### WHAT IS REQUIRED:
Look through the entries for the string "body", and copy each line that holds it.

### DATA FOR REVIEW:
//! User repository for JSON storage
//!
//! Manages loading and saving users to users.json

use std::collections::HashMap;
use std::path::PathBuf;
use std::sync::RwLock;

use crate::error::ShareError;
use crate::models::{User, UserId};

use super::file_io::{read_json, write_json_atomic};

/// Serializable user data structure
#[derive(Debug, Clone, Default, serde::Serialize, serde::Deserialize)]
struct UserData {
    users: Vec<User>,
}

/// Repository for user persistence
pub struct UserRepository {
    path: PathBuf,
    data: RwLock<HashMap<UserId, User>>,
    /// Index: normalized username -> user_id
    by_username: RwLock<HashMap<String, UserId>>,
}

impl UserRepository {
    /// Create a new user repository
    pub fn new(path: PathBuf) -> Self {
        Self {
            path,
            data: RwLock::new(HashMap::new()),
            by_username: RwLock::new(HashMap::new()),
        }
    }

    /// Load users from disk
    pub fn load(&self) -> Result<(), ShareError> {
        let file_data: UserData = read_json(&self.path)?;

        let mut data = self
            .data
            .write()
            .map_err(|e| ShareError::Storage(format!("Failed to acquire write lock: {}", e)))?;
        let mut by_username = self
            .by_username
            .write()
            .map_err(|e| ShareError::Storage(format!("Failed to acquire write lock: {}", e)))?;

        data.clear();
        by_username.clear();

        for user in file_data.users {
            by_username.insert(User::normalize_username(&user.username), user.id);
            data.insert(user.id, user);
        }

        Ok(())
    }

    /// Save users to disk
    pub fn save(&self) -> Result<(), ShareError> {
        let users = self.get_all()?;
        write_json_atomic(&self.path, &UserData { users })
    }

    /// Get a user by ID
    pub fn get(&self, id: UserId) -> Result<Option<User>, ShareError> {
        let data = self
            .data
            .read()
            .map_err(|e| ShareError::Storage(format!("Failed to acquire read lock: {}", e)))?;

        Ok(data.get(&id).cloned())
    }

    /// Get all users, ordered by username
    pub fn get_all(&self) -> Result<Vec<User>, ShareError> {
        let data = self
            .data
            .read()
            .map_err(|e| ShareError::Storage(format!("Failed to acquire read lock: {}", e)))?;

        let mut users: Vec<_> = data.values().cloned().collect();
        users.sort_by(|a, b| {
            User::normalize_username(&a.username)
                .cmp(&User::normalize_username(&b.username))
                .then(a.id.cmp(&b.id))
        });
        Ok(users)
    }

    /// Get a user by username (case-insensitive)
    pub fn get_by_username(&self, username: &str) -> Result<Option<User>, ShareError> {
        let data = self
            .data
            .read()
            .map_err(|e| ShareError::Storage(format!("Failed to acquire read lock: {}", e)))?;
        let by_username = self
            .by_username
            .read()
            .map_err(|e| ShareError::Storage(format!("Failed to acquire read lock: {}", e)))?;

        Ok(by_username
            .get(&User::normalize_username(username))
            .and_then(|id| data.get(id).cloned()))
    }

    /// Insert or update a user
    pub fn upsert(&self, user: User) -> Result<(), ShareError> {
        let mut data = self
            .data
            .write()
            .map_err(|e| ShareError::Storage(format!("Failed to acquire write lock: {}", e)))?;
        let mut by_username = self
            .by_username
            .write()
            .map_err(|e| ShareError::Storage(format!("Failed to acquire write lock: {}", e)))?;

        if let Some(old) = data.get(&user.id) {
            by_username.remove(&User::normalize_username(&old.username));
        }
        by_username.insert(User::normalize_username(&user.username), user.id);

        data.insert(user.id, user);
        Ok(())
    }

    /// Replace every user in memory, rebuilding the username index
    pub fn replace_all(&self, users: Vec<User>) -> Result<(), ShareError> {
        let mut data = self
            .data
            .write()
            .map_err(|e| ShareError::Storage(format!("Failed to acquire write lock: {}", e)))?;
        let mut by_username = self
            .by_username
            .write()
            .map_err(|e| ShareError::Storage(format!("Failed to acquire write lock: {}", e)))?;

        data.clear();
        by_username.clear();

        for user in users {
            by_username.insert(User::normalize_username(&user.username), user.id);
            data.insert(user.id, user);
        }

        Ok(())
    }

    /// Remove a user from memory
    ///
    /// Only used to undo a registration whose save failed; users are never
    /// deleted once their record is on disk.
    pub fn remove(&self, id: UserId) -> Result<bool, ShareError> {
        let mut data = self
            .data
            .write()
            .map_err(|e| ShareError::Storage(format!("Failed to acquire write lock: {}", e)))?;
        let mut by_username = self
            .by_username
            .write()
            .map_err(|e| ShareError::Storage(format!("Failed to acquire write lock: {}", e)))?;

        match data.remove(&id) {
            Some(user) => {
                by_username.remove(&User::normalize_username(&user.username));
                Ok(true)
            }
            None => Ok(false),
        }
    }

    /// Check if a user exists
    pub fn exists(&self, id: UserId) -> Result<bool, ShareError> {
        let data = self
            .data
            .read()
            .map_err(|e| ShareError::Storage(format!("Failed to acquire read lock: {}", e)))?;
        Ok(data.contains_key(&id))
    }

    /// Count users
    pub fn count(&self) -> Result<usize, ShareError> {
        let data = self
            .data
            .read()
            .map_err(|e| ShareError::Storage(format!("Failed to acquire read lock: {}", e)))?;
        Ok(data.len())
    }
}
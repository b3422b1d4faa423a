//! Expense model
//!
//! An expense records who paid, how much, and how the amount is split among
//! its participants. Allocations are owned by the expense: they are created,
//! replaced and deleted together with it.

use chrono::{DateTime, NaiveDate, Utc};
use serde::{Deserialize, Serialize};
use std::fmt;
use std::str::FromStr;

use super::ids::{ExpenseId, UserId};
use super::money::Money;
use super::percentage::Percentage;

/// Maximum expense title length
pub const MAX_TITLE_LEN: usize = 100;

/// Strategy for dividing an expense among participants
#[derive(Debug, Clone, Copy, PartialEq, Eq, Hash, Serialize, Deserialize, Default)]
#[serde(rename_all = "UPPERCASE")]
pub enum SplitMethod {
    /// Everyone owes the same share
    #[default]
    Equal,
    /// Each participant's amount is given explicitly
    Exact,
    /// Each participant owes a percentage of the total
    Percentage,
}

impl SplitMethod {
    /// All split methods
    pub fn all() -> &'static [SplitMethod] {
        &[Self::Equal, Self::Exact, Self::Percentage]
    }
}

impl fmt::Display for SplitMethod {
    fn fmt(&self, f: &mut fmt::Formatter<'_>) -> fmt::Result {
        match self {
            Self::Equal => write!(f, "EQUAL"),
            Self::Exact => write!(f, "EXACT"),
            Self::Percentage => write!(f, "PERCENTAGE"),
        }
    }
}

impl FromStr for SplitMethod {
    type Err = String;

    fn from_str(s: &str) -> Result<Self, Self::Err> {
        match s.trim().to_ascii_uppercase().as_str() {
            "EQUAL" => Ok(Self::Equal),
            "EXACT" => Ok(Self::Exact),
            "PERCENTAGE" | "PERCENT" => Ok(Self::Percentage),
            other => Err(format!("Unknown split method: {}", other)),
        }
    }
}

/// One participant's input to the split calculator
///
/// Which optional field is required depends on the split method.
#[derive(Debug, Clone, PartialEq, Eq, Serialize, Deserialize)]
pub struct ParticipantInput {
    pub participant_id: UserId,

    #[serde(default, skip_serializing_if = "Option::is_none")]
    pub amount_owed: Option<Money>,

    #[serde(default, skip_serializing_if = "Option::is_none")]
    pub percentage_owed: Option<Percentage>,
}

impl ParticipantInput {
    /// Input for an equal split
    pub fn equal(participant_id: UserId) -> Self {
        Self {
            participant_id,
            amount_owed: None,
            percentage_owed: None,
        }
    }

    /// Input for an exact split
    pub fn exact(participant_id: UserId, amount: Money) -> Self {
        Self {
            participant_id,
            amount_owed: Some(amount),
            percentage_owed: None,
        }
    }

    /// Input for a percentage split
    pub fn percentage(participant_id: UserId, percentage: Percentage) -> Self {
        Self {
            participant_id,
            amount_owed: None,
            percentage_owed: Some(percentage),
        }
    }

    /// Rebuild the input a stored allocation would need under `method`
    ///
    /// Used when an expense is updated without new participant data: the
    /// current participants are kept and only the field `method` reads is
    /// carried over.
    pub fn from_allocation(allocation: &Allocation, method: SplitMethod) -> Self {
        match method {
            SplitMethod::Equal => Self::equal(allocation.participant_id),
            SplitMethod::Exact => Self {
                participant_id: allocation.participant_id,
                amount_owed: allocation.amount_owed,
                percentage_owed: None,
            },
            SplitMethod::Percentage => Self {
                participant_id: allocation.participant_id,
                amount_owed: None,
                percentage_owed: allocation.percentage_owed,
            },
        }
    }
}

/// The owed-amount record linking one participant to one expense
#[derive(Debug, Clone, PartialEq, Eq, Serialize, Deserialize)]
pub struct Allocation {
    pub participant_id: UserId,

    /// Amount this participant owes; absent only in corrupted data
    #[serde(default)]
    pub amount_owed: Option<Money>,

    /// Percentage share, populated for percentage splits
    #[serde(default, skip_serializing_if = "Option::is_none")]
    pub percentage_owed: Option<Percentage>,
}

impl Allocation {
    /// Create an allocation with a computed amount
    pub fn new(participant_id: UserId, amount_owed: Money) -> Self {
        Self {
            participant_id,
            amount_owed: Some(amount_owed),
            percentage_owed: None,
        }
    }

    /// Create an allocation carrying its percentage share
    pub fn with_percentage(
        participant_id: UserId,
        amount_owed: Money,
        percentage_owed: Percentage,
    ) -> Self {
        Self {
            participant_id,
            amount_owed: Some(amount_owed),
            percentage_owed: Some(percentage_owed),
        }
    }
}

/// A shared expense with its allocations
#[derive(Debug, Clone, Serialize, Deserialize)]
pub struct Expense {
    /// Unique identifier
    pub id: ExpenseId,

    /// Short description
    pub title: String,

    /// Total amount paid (always positive)
    pub amount: Money,

    /// Date of the expense
    pub date: NaiveDate,

    /// How the amount is divided
    pub split_method: SplitMethod,

    /// The user who paid
    pub payer_id: UserId,

    /// One allocation per participant, in input order
    #[serde(default)]
    pub allocations: Vec<Allocation>,

    /// When the expense was created
    pub created_at: DateTime<Utc>,

    /// When the expense was last modified
    pub updated_at: DateTime<Utc>,
}

impl Expense {
    /// Create a new expense with no allocations yet
    pub fn new(
        title: impl Into<String>,
        amount: Money,
        date: NaiveDate,
        split_method: SplitMethod,
        payer_id: UserId,
    ) -> Self {
        let now = Utc::now();
        Self {
            id: ExpenseId::new(),
            title: title.into(),
            amount,
            date,
            split_method,
            payer_id,
            allocations: Vec::new(),
            created_at: now,
            updated_at: now,
        }
    }

    /// Replace the whole allocation set
    pub fn set_allocations(&mut self, allocations: Vec<Allocation>) {
        self.allocations = allocations;
        self.updated_at = Utc::now();
    }

    /// Participants in allocation order
    pub fn participant_ids(&self) -> impl Iterator<Item = UserId> + '_ {
        self.allocations.iter().map(|a| a.participant_id)
    }

    /// Whether `user_id` is one of the participants
    pub fn has_participant(&self, user_id: UserId) -> bool {
        self.allocations.iter().any(|a| a.participant_id == user_id)
    }

    /// The allocation for `user_id`, if any
    pub fn allocation_for(&self, user_id: UserId) -> Option<&Allocation> {
        self.allocations.iter().find(|a| a.participant_id == user_id)
    }

    /// Validate the expense header fields
    pub fn validate(&self) -> Result<(), ExpenseValidationError> {
        let title = self.title.trim();
        if title.is_empty() {
            return Err(ExpenseValidationError::EmptyTitle);
        }
        let title_len = title.chars().count();
        if title_len > MAX_TITLE_LEN {
            return Err(ExpenseValidationError::TitleTooLong(title_len));
        }
        if !self.amount.is_positive() {
            return Err(ExpenseValidationError::NonPositiveAmount(self.amount));
        }
        if !self.amount.is_within_limit() {
            return Err(ExpenseValidationError::AmountTooLarge(self.amount));
        }
        Ok(())
    }
}

impl fmt::Display for Expense {
    fn fmt(&self, f: &mut fmt::Formatter<'_>) -> fmt::Result {
        write!(f, "{} - {}", self.title, self.amount.to_decimal_string())
    }
}

/// Validation errors for expenses
#[derive(Debug, Clone, PartialEq, Eq)]
pub enum ExpenseValidationError {
    EmptyTitle,
    TitleTooLong(usize),
    NonPositiveAmount(Money),
    AmountTooLarge(Money),
}

impl fmt::Display for ExpenseValidationError {
    fn fmt(&self, f: &mut fmt::Formatter<'_>) -> fmt::Result {
        match self {
            Self::EmptyTitle => write!(f, "Expense title cannot be empty"),
            Self::TitleTooLong(len) => write!(
                f,
                "Expense title too long ({} chars, max {})",
                len, MAX_TITLE_LEN
            ),
            Self::NonPositiveAmount(m) => {
                write!(f, "Expense amount must be positive, got {}", m)
            }
            Self::AmountTooLarge(m) => write!(
                f,
                "Expense amount {} exceeds the maximum of {}",
                m,
                Money::MAX
            ),
        }
    }
}

impl std::error::Error for ExpenseValidationError {}
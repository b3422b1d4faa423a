//! User display formatting

use tabled::settings::Style;
use tabled::{Table, Tabled};

use crate::models::User;

#[derive(Tabled)]
struct UserRow {
    #[tabled(rename = "ID")]
    id: String,
    #[tabled(rename = "Username")]
    username: String,
    #[tabled(rename = "Email")]
    email: String,
    #[tabled(rename = "Mobile")]
    mobile: String,
}

/// Format a list of users as a table
pub fn format_user_list(users: &[User]) -> String {
    if users.is_empty() {
        return "No users found.".to_string();
    }

    let rows = users.iter().map(|u| UserRow {
        id: u.id.to_string(),
        username: u.username.clone(),
        email: if u.email.is_empty() {
            "-".to_string()
        } else {
            u.email.clone()
        },
        mobile: u.mobile_number.clone(),
    });

    let mut table = Table::new(rows);
    table.with(Style::psql());
    format!("{}\n", table)
}

/// Format a single user's details
pub fn format_user_details(user: &User) -> String {
    let mut output = String::new();

    output.push_str(&format!("User: {}\n", user.username));
    output.push_str(&format!("  ID:             {}\n", user.id));
    if !user.email.is_empty() {
        output.push_str(&format!("  Email:          {}\n", user.email));
    }
    output.push_str(&format!("  Mobile:         {}\n", user.mobile_number));
    output.push_str(&format!(
        "  Registered:     {}\n",
        user.created_at.format("%Y-%m-%d %H:%M")
    ));

    output
}

#[cfg(test)]
mod tests {
    use super::*;

    #[test]
    fn test_empty_list() {
        assert_eq!(format_user_list(&[]), "No users found.");
    }

    #[test]
    fn test_list_contains_users() {
        let users = vec![
            User::with_email("alice", "alice@example.com", "5551234"),
            User::new("bob", "5559876"),
        ];
        let output = format_user_list(&users);

        assert!(output.contains("Username"));
        assert!(output.contains("alice@example.com"));
        assert!(output.contains("bob"));
        assert!(output.contains(&users[0].id.to_string()));
    }

    #[test]
    fn test_details_skip_empty_email() {
        let output = format_user_details(&User::new("bob", "5559876"));
        assert!(output.contains("User: bob"));
        assert!(!output.contains("Email"));
    }
}
//! Balance CLI commands

use clap::Subcommand;

use crate::config::Settings;
use crate::display::{format_system_total, format_user_summary};
use crate::error::ShareResult;
use crate::reports::BalanceSheetReport;
use crate::services::{BalanceService, UserService};
use crate::storage::Storage;

use super::expense::user_names;

/// Balance subcommands
#[derive(Subcommand)]
pub enum BalanceCommands {
    /// Show one user's totals and balances with others
    Show {
        /// Username or ID
        user: String,
    },
    /// Show the balance sheet for every user
    All,
    /// Show the sum of all expenses
    Total,
}

/// Handle a balance command
pub fn handle_balance_command(
    storage: &Storage,
    settings: &Settings,
    cmd: BalanceCommands,
) -> ShareResult<()> {
    let service = BalanceService::new(storage);

    match cmd {
        BalanceCommands::Show { user } => {
            let user = UserService::new(storage).resolve(&user)?;
            let summary = service.user_summary(user.id)?;
            print!(
                "{}",
                format_user_summary(&summary, &user_names(storage)?, settings)
            );
        }

        BalanceCommands::All => {
            let report = BalanceSheetReport::generate(storage)?;
            print!("{}", report.format_terminal());
        }

        BalanceCommands::Total => {
            let ledger = service.ledger()?;
            print!(
                "{}",
                format_system_total(ledger.system_total(), ledger.expense_count(), settings)
            );
        }
    }

    Ok(())
}
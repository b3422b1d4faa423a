//! Percentage type for percentage-based splits
//!
//! Stored as hundredths of a percent (`33.33%` is `3333`) so that sums and
//! share computations stay exact.

use serde::{Deserialize, Serialize};
use std::fmt;
use std::ops::Add;

use super::money::Money;

/// A percentage with two fractional digits
#[derive(Debug, Clone, Copy, PartialEq, Eq, PartialOrd, Ord, Hash, Serialize, Deserialize)]
#[serde(transparent)]
pub struct Percentage(i64);

impl Percentage {
    /// 0%
    pub const ZERO: Self = Self(0);

    /// 100%
    pub const HUNDRED: Self = Self(10_000);

    /// Create a percentage from hundredths of a percent (unchecked)
    pub const fn from_hundredths(hundredths: i64) -> Self {
        Self(hundredths)
    }

    /// Create a percentage from a whole number of percent
    pub const fn from_whole(percent: i64) -> Self {
        Self(percent * 100)
    }

    /// Hundredths of a percent
    pub const fn hundredths(&self) -> i64 {
        self.0
    }

    pub const fn is_zero(&self) -> bool {
        self.0 == 0
    }

    /// Whether this is a legal share, i.e. within `[0, 100]`
    pub const fn is_valid_share(&self) -> bool {
        self.0 >= 0 && self.0 <= Self::HUNDRED.0
    }

    /// This percentage of `amount`, rounded half-up to the cent
    ///
    /// Only meaningful for non-negative amounts and shares.
    pub fn share_of(&self, amount: Money) -> Money {
        let scaled = amount.cents() as i128 * self.0 as i128;
        let denom = Self::HUNDRED.0 as i128;
        let rounded = (scaled + denom / 2).div_euclid(denom);
        Money::from_cents(rounded as i64)
    }

    /// Parse a percentage like "50", "33.33" or "12.5%"
    ///
    /// The value must lie in `[0, 100]` and carry at most two decimals.
    pub fn parse(s: &str) -> Result<Self, PercentageParseError> {
        let trimmed = s.trim();
        let body = trimmed.strip_suffix('%').unwrap_or(trimmed).trim();
        let invalid = || PercentageParseError::InvalidFormat(trimmed.to_string());

        let (whole, frac) = body.split_once('.').unwrap_or((body, ""));
        if whole.is_empty()
            || !whole.chars().all(|c| c.is_ascii_digit())
            || !frac.chars().all(|c| c.is_ascii_digit())
        {
            return Err(invalid());
        }
        if frac.len() > 2 {
            return Err(PercentageParseError::TooPrecise(trimmed.to_string()));
        }

        let whole: i64 = whole.parse().map_err(|_| invalid())?;
        let frac: i64 = match frac.len() {
            0 => 0,
            1 => frac.parse::<i64>().map_err(|_| invalid())? * 10,
            _ => frac.parse().map_err(|_| invalid())?,
        };

        let value = Self(
            whole
                .checked_mul(100)
                .and_then(|w| w.checked_add(frac))
                .ok_or_else(invalid)?,
        );
        if !value.is_valid_share() {
            return Err(PercentageParseError::OutOfRange(trimmed.to_string()));
        }
        Ok(value)
    }
}

impl Default for Percentage {
    fn default() -> Self {
        Self::ZERO
    }
}

impl fmt::Display for Percentage {
    fn fmt(&self, f: &mut fmt::Formatter<'_>) -> fmt::Result {
        let sign = if self.0 < 0 { "-" } else { "" };
        let abs = self.0.abs();
        if abs % 100 == 0 {
            write!(f, "{}{}%", sign, abs / 100)
        } else {
            write!(f, "{}{}.{:02}%", sign, abs / 100, abs % 100)
        }
    }
}

impl std::str::FromStr for Percentage {
    type Err = PercentageParseError;

    fn from_str(s: &str) -> Result<Self, Self::Err> {
        Self::parse(s)
    }
}

impl Add for Percentage {
    type Output = Self;

    fn add(self, other: Self) -> Self {
        Self(self.0 + other.0)
    }
}

impl std::iter::Sum for Percentage {
    fn sum<I: Iterator<Item = Self>>(iter: I) -> Self {
        iter.fold(Self::ZERO, |acc, p| acc + p)
    }
}

/// Error type for percentage parsing
#[derive(Debug, Clone, PartialEq, Eq)]
pub enum PercentageParseError {
    InvalidFormat(String),
    TooPrecise(String),
    OutOfRange(String),
}

impl fmt::Display for PercentageParseError {
    fn fmt(&self, f: &mut fmt::Formatter<'_>) -> fmt::Result {
        match self {
            Self::InvalidFormat(s) => write!(f, "Invalid percentage: {}", s),
            Self::TooPrecise(s) => write!(f, "Percentage has more than two decimal places: {}", s),
            Self::OutOfRange(s) => write!(f, "Percentage must be between 0 and 100: {}", s),
        }
    }
}

impl std::error::Error for PercentageParseError {}
use std::path::PathBuf;

use anyhow::Result;
use clap::{Parser, Subcommand};
use tracing_subscriber::EnvFilter;

use splitshare_cli::cli::{
    handle_balance_command, handle_expense_command, handle_export_command, handle_import_command,
    handle_user_command, ExportFormat,
};
use splitshare_cli::config::{paths::SplitSharePaths, settings::Settings};
use splitshare_cli::storage::Storage;

/// Environment variable holding a `tracing` filter directive
const LOG_ENV: &str = "SPLITSHARE_LOG";

#[derive(Parser)]
#[command(
    name = "splitshare",
    version,
    about = "Track shared expenses and who owes whom",
    long_about = "SplitShare records shared expenses, splits them equally, by exact \
                  amounts, or by percentage, and keeps running balances between \
                  everyone involved."
)]
struct Cli {
    #[command(subcommand)]
    command: Option<Commands>,
}

#[derive(Subcommand)]
enum Commands {
    /// User management commands
    #[command(subcommand)]
    User(splitshare_cli::cli::UserCommands),

    /// Expense management commands
    #[command(subcommand, alias = "exp")]
    Expense(splitshare_cli::cli::ExpenseCommands),

    /// Balance and totals
    #[command(subcommand)]
    Balance(splitshare_cli::cli::BalanceCommands),

    /// Export data to CSV, JSON, or YAML
    #[command(subcommand)]
    Export(splitshare_cli::cli::ExportCommands),

    /// Replace all data with a full JSON or YAML export
    Import {
        /// Export file to restore
        file: PathBuf,

        /// File format (default: from the file extension)
        #[arg(long, value_enum)]
        format: Option<ExportFormat>,

        /// Replace current data without asking
        #[arg(short, long)]
        force: bool,
    },

    /// Initialize the data directory
    Init,

    /// Show current configuration and paths
    Config,
}

fn init_logging(settings: &Settings) {
    let filter = EnvFilter::try_from_env(LOG_ENV)
        .or_else(|_| EnvFilter::try_new(&settings.log_filter))
        .unwrap_or_else(|_| EnvFilter::new("warn"));

    tracing_subscriber::fmt()
        .with_env_filter(filter)
        .with_writer(std::io::stderr)
        .with_target(false)
        .init();
}

fn main() -> Result<()> {
    let cli = Cli::parse();

    let paths = SplitSharePaths::new()?;
    let settings = Settings::load_or_create(&paths)?;
    init_logging(&settings);

    let mut storage = Storage::new(paths.clone())?;
    storage.load_all()?;

    match cli.command {
        Some(Commands::User(cmd)) => handle_user_command(&storage, cmd)?,
        Some(Commands::Expense(cmd)) => handle_expense_command(&storage, &settings, cmd)?,
        Some(Commands::Balance(cmd)) => handle_balance_command(&storage, &settings, cmd)?,
        Some(Commands::Export(cmd)) => handle_export_command(&storage, cmd)?,
        Some(Commands::Import { file, format, force }) => {
            handle_import_command(&storage, &file, format, force)?
        }
        Some(Commands::Init) => {
            println!("Initializing SplitShare at: {}", paths.base_dir().display());
            splitshare_cli::storage::initialize_storage(&paths)?;
            println!("Initialization complete!");
            println!();
            println!("Next steps:");
            println!("  splitshare user add <name> --mobile <number>");
            println!("  splitshare expense add <title> <amount> --payer <name> -p <name> ...");
        }
        Some(Commands::Config) => {
            println!("SplitShare Configuration");
            println!("========================");
            println!("Base directory:   {}", paths.base_dir().display());
            println!("Data directory:   {}", paths.data_dir().display());
            println!("Settings file:    {}", paths.settings_file().display());
            println!(
                "Initialized:      {}",
                if paths.is_initialized() { "yes" } else { "no" }
            );
            println!();
            println!("Settings:");
            println!("  Currency symbol:    {}", settings.currency_symbol);
            println!("  Date format:        {}", settings.date_format);
            println!("  Hide zero balances: {}", settings.hide_zero_balances);
            println!("  Log filter:         {}", settings.log_filter);
        }
        None => {
            println!("SplitShare - shared expense tracking");
            println!();
            println!("Run 'splitshare --help' for usage information.");
        }
    }

    Ok(())
}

### WORKED SOLUTION:
        let body = trimmed.strip_suffix('%').unwrap_or(trimmed).trim();
        let (whole, frac) = body.split_once('.').unwrap_or((body, ""));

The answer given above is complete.